Свет очага - Тахави Ахтанов
Мне хорошо, мне очень хорошо, но почему-то именно в эту минуту мне хочется расплакаться, и я думаю с внезапной обидой, что в последнее время Касымбек отдалился от меня. Почему он не замечает, что я еще в силе, и не болит у меня ничего, и тело пока что не слишком огрузло и хочет мужских грубоватых рук, хочет тратить себя, и желание это стало еще сильнее, чем прежде. Только вот как об этом сказать Касымбеку?
Открыв глаза, я увидела прямо перед собой склоненную голову Касымбека — ай, да он, кажется, лысеет! Я запустила пальцы в его волосы, с усмешливой печалью подумав: а ведь со временем будет у меня лысый муж, и глубокая, почти материнская нежность сжала мне сердце.
— Видел только что майора Маслова, — кашлянув, глухо сказал Касымбек. — Завтра обещал машину дать. В Брест, говорит, с семьями поедете.
Я кивнула, согласна в Брест, ни разу там еще не была, хороший, наверное, город. Несколько раз мысленно я повторила его название: Брест, Брест… Большой и шумный, как Москва, которую мы проезжали. Или немного поменьше. Мне все равно — куда, лишь бы ехать, мне хочется двигаться, выплеснуть то, что переполняет меня, мне хочется дороги, ветра, праздника.
— Решили так: установим скамейки в кузове, рассадим вас поудобнее и — би-бип! — поехали. Километров семьдесят или восемьдесят всего. Нужно только пораньше выехать, тогда целый день проведем в городе.
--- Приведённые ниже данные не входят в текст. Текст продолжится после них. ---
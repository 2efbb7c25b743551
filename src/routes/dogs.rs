//! Dog route handlers
//!
//! Each handler validates its input, makes one call to the dog store and maps
//! the outcome to a response. Failures of create, update and delete are
//! logged and answered with the generic responses of [`AppError`].

use crate::db::DogStore;
use crate::error::{ApiResult, AppError};
use crate::models::{Dog, DogPatch};
use crate::state::SharedState;
use crate::validation::{parse_number, validate_new_dog, validate_patch, whole_number};
use axum::{
    body::Bytes,
    extract::{FromRequest, Path, Request, State},
    http::{header, HeaderMap, StatusCode},
    Json,
};
use serde_json::{Map, Value};
use tracing::{debug, info, warn};

/// JSON object request body.
///
/// A request without a JSON content type, or with an empty body, is read as
/// an empty object.
pub struct JsonObject(pub Map<String, Value>);

fn has_json_content_type(headers: &HeaderMap) -> bool {
    let Some(content_type) = headers
        .get(header::CONTENT_TYPE)
        .and_then(|value| value.to_str().ok())
    else {
        return false;
    };

    let mime = content_type
        .split(';')
        .next()
        .unwrap_or_default()
        .trim()
        .to_ascii_lowercase();
    mime == "application/json" || (mime.starts_with("application/") && mime.ends_with("+json"))
}

impl<S: Send + Sync> FromRequest<S> for JsonObject {
    type Rejection = AppError;

    async fn from_request(req: Request, state: &S) -> Result<Self, Self::Rejection> {
        let is_json = has_json_content_type(req.headers());
        let bytes = Bytes::from_request(req, state)
            .await
            .map_err(|rejection| AppError::BadRequest(rejection.body_text()))?;

        if !is_json || bytes.is_empty() {
            return Ok(Self(Map::new()));
        }

        serde_json::from_slice(&bytes).map(Self).map_err(|e| {
            AppError::BadRequest(format!("Failed to parse the request body as JSON: {e}"))
        })
    }
}

/// List every dog
pub async fn list_dogs<S: DogStore>(
    State(state): State<SharedState<S>>,
) -> ApiResult<Json<Vec<Dog>>> {
    let dogs = state.dogs.list().await?;

    debug!("Listed {} dogs", dogs.len());
    Ok(Json(dogs))
}

/// Fetch one dog by id
pub async fn get_dog<S: DogStore>(
    State(state): State<SharedState<S>>,
    Path(id): Path<String>,
) -> ApiResult<Json<Dog>> {
    let id = parse_number(&id);
    if id.is_nan() {
        return Err(AppError::InvalidId);
    }

    // Numeric ids that are not whole can never match a record
    let id = whole_number(id).ok_or(AppError::DogNotFound)?;

    state
        .dogs
        .find(id)
        .await?
        .map(Json)
        .ok_or(AppError::DogNotFound)
}

/// Create a dog from a validated body
pub async fn create_dog<S: DogStore>(
    State(state): State<SharedState<S>>,
    JsonObject(body): JsonObject,
) -> ApiResult<(StatusCode, Json<Dog>)> {
    let draft = validate_new_dog(&body).map_err(AppError::InvalidDog)?;

    let Some(new_dog) = draft.into_new_dog() else {
        warn!("Refusing to store dog: age is not a whole number");
        return Err(AppError::CreateFailed);
    };

    match state.dogs.create(new_dog).await {
        Ok(dog) => {
            info!("Created dog {}", dog.id);
            Ok((StatusCode::CREATED, Json(dog)))
        }
        Err(e) => {
            warn!("Failed to create dog: {}", e);
            Err(AppError::CreateFailed)
        }
    }
}

/// Partially update a dog. Answers 201 with the updated record.
pub async fn update_dog<S: DogStore>(
    State(state): State<SharedState<S>>,
    Path(id): Path<String>,
    JsonObject(body): JsonObject,
) -> ApiResult<(StatusCode, Json<Dog>)> {
    validate_patch(&body).map_err(AppError::InvalidUpdate)?;

    let Some(id) = whole_number(parse_number(&id)) else {
        debug!("Update for unmatchable id");
        return Err(AppError::UpdateFailed);
    };

    let patch = DogPatch::from_body(&body).map_err(|e| {
        warn!("Failed to update dog {}: {}", id, e);
        AppError::UpdateFailed
    })?;

    match state.dogs.update(id, patch).await {
        Ok(Some(dog)) => {
            info!("Updated dog {}", dog.id);
            Ok((StatusCode::CREATED, Json(dog)))
        }
        Ok(None) => {
            debug!("No dog {} to update", id);
            Err(AppError::UpdateFailed)
        }
        Err(e) => {
            warn!("Failed to update dog {}: {}", id, e);
            Err(AppError::UpdateFailed)
        }
    }
}

/// Delete a dog and return the removed record.
///
/// An id of `0` is rejected together with non-numeric ids.
pub async fn delete_dog<S: DogStore>(
    State(state): State<SharedState<S>>,
    Path(id): Path<String>,
) -> ApiResult<Json<Dog>> {
    let id = parse_number(&id);
    if id == 0.0 || id.is_nan() {
        return Err(AppError::InvalidId);
    }

    let id = whole_number(id).ok_or(AppError::DeleteFailed)?;

    match state.dogs.delete(id).await {
        Ok(Some(dog)) => {
            info!("Deleted dog {}", dog.id);
            Ok(Json(dog))
        }
        Ok(None) => {
            debug!("No dog {} to delete", id);
            Err(AppError::DeleteFailed)
        }
        Err(e) => {
            warn!("Failed to delete dog {}: {}", id, e);
            Err(AppError::DeleteFailed)
        }
    }
}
Заодно и это… купишь себе все, что тебе нужно.
— Не так уж далеко он от нас, этот Брест.
— Вообще-то, конечно, — почесал смущенно затылок Касымбек, морща лоб и поглядывая на меня с улыбкой, — рядом живем, мог бы и раньше тебя туда свозить, но все дела, понимаешь, служба, куда денешься? Зато теперь всей компанией с ветерком прокатимся, и — эх!
— Как на лошади?
— Точно, как на лошади!
Нам почему-то смешно, мы придушенно, боясь нарушить сонную тишину в доме, хохочем. Насмеявшись, я говорю Касымбеку о том, что пора наконец вставать даже такой избалованной жене, как я. Но только я приподнялась, как он заторопился во двор — самовар, дескать, посмотреть надо. С тех пор как он узнал, что я понесла, моя нагота стала его смущать.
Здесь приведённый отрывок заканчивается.